Inventing an imaginary character named Zargo to cover his tracks, Adam concocts a Rube Goldberg scheme to do her in. Right in the middle of it, he in meets Eva (Leslie Hope), a fetching young woman who becomes an unwitting part of his plan. None of it fools detective Garcia (Michael Ironside) for a minute, but then, in his own way, he's almost as nutty as Adam. Fairly late in the game, Zargo appears in the person of F. Murray Abraham.

This one could have been a run-of-the-mill exercise in formula suspense, but writer/director Eddy Matalon saves it with a dry, understated humor that's hard to describe. Be warned, whenever you think this one is going to settle into the conventions of the genre, it surprises you - particularly in the last reel. Recommended.

``A Case for Murder''o also saves its best moments for the end. This one's another sex, lawyers and murder combination in the ``Presumed Innocent'' mode.

The setting is Chicago where Jack Hammet (Peter Berg) has just been made a partner in his law firm. He has developed a reputation for winning ``Hail Mary'' criminal cases. In his personal life, however, his ethics are questionable. When one of his colleagues is killed and the man's widow (Belinda Bauer) is accused of the murder, Jack takes on her defense. Assisting him is the new girl in town, Kate Weldon (Jennifer Grey), whose career contains a few question marks, too.

That's a good, ambiguous premise for the script by Pablo Fenjves and director Duncan Gibbins. Though the pace drags a bit in some scenes, the film works through the characters. They're a complex, unconventional bunch, particularly Jack. Viewers are never completely sure who and what he is. Is he an ambitious and ruthless flawed hero? Is he a womanizing jerk or something much worse?

That calculated uncertainty raises ``A Case for Murder'' above the normal level of the genre.

Next week: Gratuitous nudity, rock 'n' roll and a blast from the past and movies for the visually impaired. (Is home video great, or what?)

\ New releases

The Adventures of Huck Finn **

Stars Elijah Woods, Courtney B. Vance, Jason Robards, Robbie Coltrane. Directed by Stephen Sommers. Buena Vista (Walt Disney) 107 min. Rated PG for mild violence and some cussing.

Judged as a Disney adventure, this Huck Finn is entertaining enough for kids. Judged as a screen adaptation of a brilliant, timeless novel, the film is typical Hollywood hash. It recreates some of the plot details, but misses the heart of Mark Twain's fiction. In the title role, Elijah Wood is far too cute.

\ Life With Mikey: **

Stars Michael J. Fox, Christina Vidal. Directed by James Lapine. Buena Vista (Touchstone) 90 min. Rated PG for some strong language.

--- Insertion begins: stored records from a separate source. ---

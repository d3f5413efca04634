use std::collections::HashMap;
use std::path::Path;

use crate::error::{Error, Result};

const DEFAULT_REVIEW: &str = include_str!("default_prompts/review.md");
const DEFAULT_FASTPATH: &str = include_str!("default_prompts/fastpath.md");
const VERDICT_SCHEMA: &str = include_str!("default_prompts/_verdict-schema.md");

pub const UNTRUSTED_BEGIN: &str = "<<<UNTRUSTED INPUT BEGIN>>>";
pub const UNTRUSTED_END: &str = "<<<UNTRUSTED INPUT END>>>";

fn default_template(name: &str) -> Option<&'static str> {
    match name {
        "review" => Some(DEFAULT_REVIEW),
        "fastpath" => Some(DEFAULT_FASTPATH),
        _ => None,
    }
}

/// Wrap PR-supplied text in explicit untrusted-input markers so the system
/// prompt can tell the model to treat it as data only. Embedded marker
/// strings are defanged so the author cannot fake an early close.
pub fn wrap_untrusted(input: &str) -> String {
    let sanitized = input
        .replace(UNTRUSTED_BEGIN, "<untrusted-begin>")
        .replace(UNTRUSTED_END, "<untrusted-end>");
    format!("{UNTRUSTED_BEGIN}\n{sanitized}\n{UNTRUSTED_END}")
}

/// Prompt template engine with embedded defaults and user overrides.
pub struct PromptEngine {
    override_dir: Option<String>,
}

impl PromptEngine {
    pub fn new(override_dir: Option<String>) -> Self {
        Self { override_dir }
    }

    /// Load a prompt template by name. User overrides in `override_dir`
    /// take precedence over defaults.
    pub fn load_template(&self, name: &str) -> Result<String> {
        if let Some(ref dir) = self.override_dir {
            let path = Path::new(dir).join(format!("{name}.md"));
            if path.exists() {
                let content = std::fs::read_to_string(&path).map_err(|e| {
                    Error::Prompt(format!(
                        "failed to read override template {}: {e}",
                        path.display()
                    ))
                })?;
                return Ok(content);
            }
        }

        default_template(name)
            .map(|s| s.to_string())
            .ok_or_else(|| Error::Prompt(format!("unknown prompt template: {name}")))
    }

    /// Load a template and render it with the given variables.
    ///
    /// The output-contract block (`findings_schema`) is auto-injected when
    /// not already supplied.
    pub fn render(&self, name: &str, vars: &HashMap<String, String>) -> Result<String> {
        let template = self.load_template(name)?;
        let mut all_vars = vars.clone();
        all_vars
            .entry("findings_schema".to_string())
            .or_insert_with(|| VERDICT_SCHEMA.to_string());
        render_template(&template, &all_vars)
    }
}

/// Render a template string using the `upon` engine.
pub fn render_template(template: &str, vars: &HashMap<String, String>) -> Result<String> {
    let engine = upon::Engine::new();
    let compiled = engine
        .compile(template)
        .map_err(|e| Error::Prompt(format!("template compile error: {e}")))?;
    compiled
        .render(
            &engine,
            upon::to_value(vars).map_err(|e| Error::Prompt(e.to_string()))?,
        )
        .to_string()
        .map_err(|e| Error::Prompt(format!("template render error: {e}")))
}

There are no surprises in this formulaic kid's picture from the Disney studio, but the film's grubby look is unusual. Most Disney productions have a slicker surface. This one is grainy and rough, though perhaps that's intentional. Fox plays a child performer turned agent who discovers a child commercial star on the streets of New York.

THE ESSENTIALS

Carnosaur: ***

New Horizons. 83 min. Rated R for graphic violence, strong language.

\ Sweet Killing: **

Paramount. 87 min. Rated R for brief nudity, sexual content, mild violence.

\ A Case for Murder: **

MCA/Universal. 94 min. Rated R for strong language, sexual content, violence.